Saved entries
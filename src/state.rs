//! The state record published to consumers.
//!
//! [`FeedState`] is the whole observable surface of the aggregator: the feed,
//! the source registry, and the operation flags.  The service publishes it
//! over a `tokio::sync::watch` channel and applies every transition below in
//! a single write, so readers never see half of an operation's flag changes.
//!
//! Transition points:
//!
//! | operation | start               | end (always)                         |
//! |-----------|---------------------|--------------------------------------|
//! | refresh   | [`begin_refresh`]   | [`finish_refresh`] clears `loading`  |
//! | discovery | [`try_begin_discovery`] | [`finish_discovery`] clears `discovering` |
//!
//! [`begin_refresh`]: FeedState::begin_refresh
//! [`finish_refresh`]: FeedState::finish_refresh
//! [`try_begin_discovery`]: FeedState::try_begin_discovery
//! [`finish_discovery`]: FeedState::finish_discovery

use chrono::{DateTime, Utc};

use crate::merge::merge_sources;
use crate::source::{FeedItem, NewsSource};

#[derive(Debug, Clone, Default, PartialEq)]
pub struct FeedState {
    /// De-duplicated, reverse-chronological items.
    pub items: Vec<FeedItem>,
    /// The source registry; urls are unique.
    pub sources: Vec<NewsSource>,
    /// A refresh cycle is fetching.
    pub loading: bool,
    /// User-facing message of the last failed refresh.
    pub error: Option<String>,
    /// When the feed last changed through a successful refresh.
    pub last_update: Option<DateTime<Utc>>,
    /// A discovery run is in flight.
    pub discovering: bool,
}

/// How a refresh cycle ended.
#[derive(Debug, Clone, PartialEq)]
pub enum RefreshResult {
    /// The merged feed replaces the current one.
    Published {
        items: Vec<FeedItem>,
        at: DateTime<Utc>,
    },
    /// Nothing new was fetched; the feed stays as it is.
    Unchanged,
    /// The fetch failed with this user-facing message.
    Failed(String),
}

impl FeedState {
    /// Seed state before the first fetch.  Duplicate source urls are dropped,
    /// first one wins.
    pub fn new(items: Vec<FeedItem>, sources: Vec<NewsSource>) -> Self {
        Self {
            items,
            sources: merge_sources(&[], sources),
            ..Self::default()
        }
    }

    pub fn begin_refresh(&mut self) {
        self.loading = true;
        self.error = None;
    }

    pub fn finish_refresh(&mut self, result: RefreshResult) {
        match result {
            RefreshResult::Published { items, at } => {
                self.items = items;
                self.last_update = Some(at);
            }
            RefreshResult::Unchanged => {}
            RefreshResult::Failed(message) => self.error = Some(message),
        }
        self.loading = false;
    }

    /// Mark discovery as running.  Returns `false`, changing nothing, when a
    /// run is already in flight.
    pub fn try_begin_discovery(&mut self) -> bool {
        if self.discovering {
            return false;
        }
        self.discovering = true;
        true
    }

    /// End a discovery run, merging `found` into the registry when the run
    /// succeeded.  Returns how many sources were added.
    pub fn finish_discovery(&mut self, found: Option<Vec<NewsSource>>) -> usize {
        self.discovering = false;
        let Some(found) = found else {
            return 0;
        };
        let before = self.sources.len();
        self.sources = merge_sources(&self.sources, found);
        self.sources.len() - before
    }

    /// Replace the registry wholesale, keeping urls unique.
    pub fn replace_sources(&mut self, sources: Vec<NewsSource>) {
        self.sources = merge_sources(&[], sources);
    }
}

#[cfg(test)]
mod tests {
    use super::*;
    use chrono::TimeZone;

    fn item(id: &str) -> FeedItem {
        FeedItem {
            id: id.to_string(),
            title: id.to_string(),
            description: None,
            link: None,
            published: Utc.with_ymd_and_hms(2024, 1, 1, 0, 0, 0).unwrap(),
            source_name: "test".to_string(),
        }
    }

    #[test]
    fn new_state_is_idle_and_dedups_sources() {
        let state = FeedState::new(
            vec![item("seed")],
            vec![NewsSource::new("x", "First"), NewsSource::new("x", "Second")],
        );
        assert_eq!(state.items.len(), 1);
        assert_eq!(state.sources, vec![NewsSource::new("x", "First")]);
        assert!(!state.loading && !state.discovering);
        assert!(state.error.is_none() && state.last_update.is_none());
    }

    #[test]
    fn begin_refresh_sets_loading_and_clears_error() {
        let mut state = FeedState {
            error: Some("old".into()),
            ..FeedState::default()
        };
        state.begin_refresh();
        assert!(state.loading);
        assert!(state.error.is_none());
    }

    #[test]
    fn published_refresh_swaps_items_and_stamps_time() {
        let at = Utc.with_ymd_and_hms(2024, 2, 1, 8, 0, 0).unwrap();
        let mut state = FeedState::new(vec![item("old")], vec![]);
        state.begin_refresh();
        state.finish_refresh(RefreshResult::Published {
            items: vec![item("new")],
            at,
        });

        assert_eq!(state.items, vec![item("new")]);
        assert_eq!(state.last_update, Some(at));
        assert!(!state.loading);
    }

    #[test]
    fn unchanged_refresh_only_clears_loading() {
        let mut state = FeedState::new(vec![item("keep")], vec![]);
        let before = state.clone();
        state.begin_refresh();
        state.finish_refresh(RefreshResult::Unchanged);
        assert_eq!(state, before);
    }

    #[test]
    fn failed_refresh_keeps_items_and_sets_error() {
        let mut state = FeedState::new(vec![item("keep")], vec![]);
        state.begin_refresh();
        state.finish_refresh(RefreshResult::Failed("boom".into()));

        assert_eq!(state.items, vec![item("keep")]);
        assert_eq!(state.error.as_deref(), Some("boom"));
        assert!(state.last_update.is_none());
        assert!(!state.loading);
    }

    #[test]
    fn discovery_guard_rejects_second_start() {
        let mut state = FeedState::default();
        assert!(state.try_begin_discovery());
        assert!(!state.try_begin_discovery());
        assert!(state.discovering);
    }

    #[test]
    fn finish_discovery_merges_and_counts_additions() {
        let mut state = FeedState::new(vec![], vec![NewsSource::new("x", "Original")]);
        assert!(state.try_begin_discovery());

        let added = state.finish_discovery(Some(vec![
            NewsSource::new("x", "Rediscovered"),
            NewsSource::new("y", "Y"),
        ]));

        assert_eq!(added, 1);
        assert_eq!(state.sources[0].name, "Original");
        assert_eq!(state.sources[1].url, "y");
        assert!(!state.discovering);
    }

    #[test]
    fn failed_discovery_leaves_registry_and_error_alone() {
        let mut state = FeedState::new(vec![], vec![NewsSource::new("x", "X")]);
        assert!(state.try_begin_discovery());
        assert_eq!(state.finish_discovery(None), 0);
        assert_eq!(state.sources.len(), 1);
        assert!(state.error.is_none());
        assert!(!state.discovering);
    }

    #[test]
    fn replace_sources_keeps_urls_unique() {
        let mut state = FeedState::default();
        state.replace_sources(vec![
            NewsSource::new("a", "A"),
            NewsSource::new("a", "A again"),
            NewsSource::new("b", "B"),
        ]);
        assert_eq!(state.sources.len(), 2);
        assert_eq!(state.sources[0].name, "A");
    }
}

## TASK OBJECTIVE
Once you reach the line with "#[derive(Debug, Clone, PartialEq)]" in the data above, copy it and every line after it exactly, up to and including the line with "first one wins.".

## RESPONSE AREA
#[derive(Debug, Clone, PartialEq)]
pub enum RefreshResult {
    /// The merged feed replaces the current one.
    Published {
        items: Vec<FeedItem>,
        at: DateTime<Utc>,
    },
    /// Nothing new was fetched; the feed stays as it is.
    Unchanged,
    /// The fetch failed with this user-facing message.
    Failed(String),
}

impl FeedState {
    /// Seed state before the first fetch.  Duplicate source urls are dropped,
    /// first one wins.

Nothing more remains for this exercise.